In the photograph (above), lifted from the cover of his autobiography Blood, Brains, & Beer, Ogilvy is pictured wearing a Brooks Brothers khaki suit with a 3/2 roll and a repp tie. He holds a pair of tortoiseshell spectacles. In other photographs from the period he is depicted wearing a tweed jacket and smoking a pipe.

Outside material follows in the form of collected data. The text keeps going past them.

//! Built-in tiles: junction boxes, lamps, switches and logic gates.
//!
//! Signals are pulses: a lamp toggles the channels it receives, a gate
//! toggles the level of the input a pulse arrives on, and a switch emits a
//! pulse whenever it is flipped.

use serde::{Deserialize, Serialize};
use std::any::Any;

use wiregrid_core::{JunctionOrientation, WireMask};

use crate::tile::{Tile, TileContext, TileSignal};

macro_rules! impl_any {
    () => {
        fn as_any(&self) -> &dyn Any {
            self
        }

        fn as_any_mut(&mut self) -> &mut dyn Any {
            self
        }
    };
}

/// Redirects wire channels passing through its cell
#[derive(Debug, Clone, Copy, PartialEq, Eq)]
pub struct JunctionBox {
    pub orientation: JunctionOrientation,
}

impl JunctionBox {
    pub fn new(orientation: JunctionOrientation) -> Self {
        Self { orientation }
    }
}

impl Tile for JunctionBox {
    fn kind(&self) -> &'static str {
        "junction"
    }

    fn junction(&self) -> Option<JunctionOrientation> {
        Some(self.orientation)
    }

    fn on_wire_signal(&mut self, _ctx: &mut TileContext<'_>, _signal: &TileSignal) {}

    impl_any!();
}

/// Indicator that flips the channels it listens to on every pulse
#[derive(Debug, Clone, Default, PartialEq, Eq)]
pub struct Lamp {
    pub channels: WireMask,
    lit: WireMask,
    pulses: u64,
}

impl Lamp {
    pub fn new(channels: WireMask) -> Self {
        Self {
            channels,
            ..Self::default()
        }
    }

    /// Channels currently lit
    pub fn lit(&self) -> WireMask {
        self.lit
    }

    pub fn is_lit(&self) -> bool {
        !self.lit.is_empty()
    }

    /// Number of pulses that reached a listened channel
    pub fn pulses(&self) -> u64 {
        self.pulses
    }
}

impl Tile for Lamp {
    fn kind(&self) -> &'static str {
        "lamp"
    }

    fn on_wire_signal(&mut self, _ctx: &mut TileContext<'_>, signal: &TileSignal) {
        let hit = signal.mask & self.channels;
        if hit.is_empty() {
            return;
        }
        self.lit = self.lit ^ hit;
        self.pulses += 1;
    }

    impl_any!();
}

/// Toggle that pulses its channels when flipped
#[derive(Debug, Clone, Default, PartialEq, Eq)]
pub struct Switch {
    pub channels: WireMask,
    on: bool,
}

impl Switch {
    pub fn new(channels: WireMask) -> Self {
        Self { channels, on: false }
    }

    pub fn is_on(&self) -> bool {
        self.on
    }
}

impl Tile for Switch {
    fn kind(&self) -> &'static str {
        "switch"
    }

    fn on_wire_signal(&mut self, _ctx: &mut TileContext<'_>, _signal: &TileSignal) {}

    fn on_interact(&mut self, ctx: &mut TileContext<'_>) {
        self.on = !self.on;
        ctx.emit_from_footprint(self.channels);
    }

    impl_any!();
}

/// Boolean function of a gate
#[derive(Debug, Clone, Copy, PartialEq, Eq, Hash, Serialize, Deserialize)]
#[serde(rename_all = "lowercase")]
pub enum GateKind {
    And,
    Or,
    Xor,
    Nand,
    Nor,
    Xnor,
    /// Inverts input A; input B is ignored
    Not,
    /// Repeats input A; input B is ignored
    Buffer,
}

impl GateKind {
    pub const fn eval(self, a: bool, b: bool) -> bool {
        match self {
            GateKind::And => a && b,
            GateKind::Or => a || b,
            GateKind::Xor => a ^ b,
            GateKind::Nand => !(a && b),
            GateKind::Nor => !(a || b),
            GateKind::Xnor => !(a ^ b),
            GateKind::Not => !a,
            GateKind::Buffer => a,
        }
    }
}

/// Two-input gate tracking input levels from pulses.
///
/// A pulse on an input channel flips that input's level. When the result
/// changes the gate pulses its output channels from its own cells.
#[derive(Debug, Clone, PartialEq, Eq)]
pub struct LogicGate {
    pub kind: GateKind,
    pub input_a: WireMask,
    pub input_b: WireMask,
    pub output: WireMask,
    a: bool,
    b: bool,
    out: bool,
}

impl LogicGate {
    pub fn new(kind: GateKind, input_a: WireMask, input_b: WireMask, output: WireMask) -> Self {
        Self {
            kind,
            input_a,
            input_b,
            output,
            a: false,
            b: false,
            out: false,
        }
    }

    pub fn inputs(&self) -> (bool, bool) {
        (self.a, self.b)
    }

    pub fn output_level(&self) -> bool {
        self.out
    }

    fn settle(&mut self, ctx: &mut TileContext<'_>) {
        let out = self.kind.eval(self.a, self.b);
        if out != self.out {
            self.out = out;
            ctx.emit_from_footprint(self.output);
        }
    }
}

impl Tile for LogicGate {
    fn kind(&self) -> &'static str {
        "gate"
    }

    fn on_created(&mut self, ctx: &mut TileContext<'_>) {
        // Inverting gates start high
        self.settle(ctx);
    }

    fn on_wire_signal(&mut self, ctx: &mut TileContext<'_>, signal: &TileSignal) {
        // Own output coming back around
        if ctx.footprint().contains(signal.origin) {
            return;
        }
        if signal.mask.intersects(self.input_a) {
            self.a = !self.a;
        }
        if signal.mask.intersects(self.input_b) {
            self.b = !self.b;
        }
        self.settle(ctx);
    }

    impl_any!();
}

Pay attention to his haircut: his hair does not creep forward in sideburn form, nor does it cover his ears. Study the photographs and note the way he parts his hair on the right, widely recognised as a mark of creative genius.

5 comments:

  1. Love the hair part.
    We just put together our first print ad here at the HQ. We know nothing about advertising too. Perhaps we will become marketing geniuses like Ogilvy.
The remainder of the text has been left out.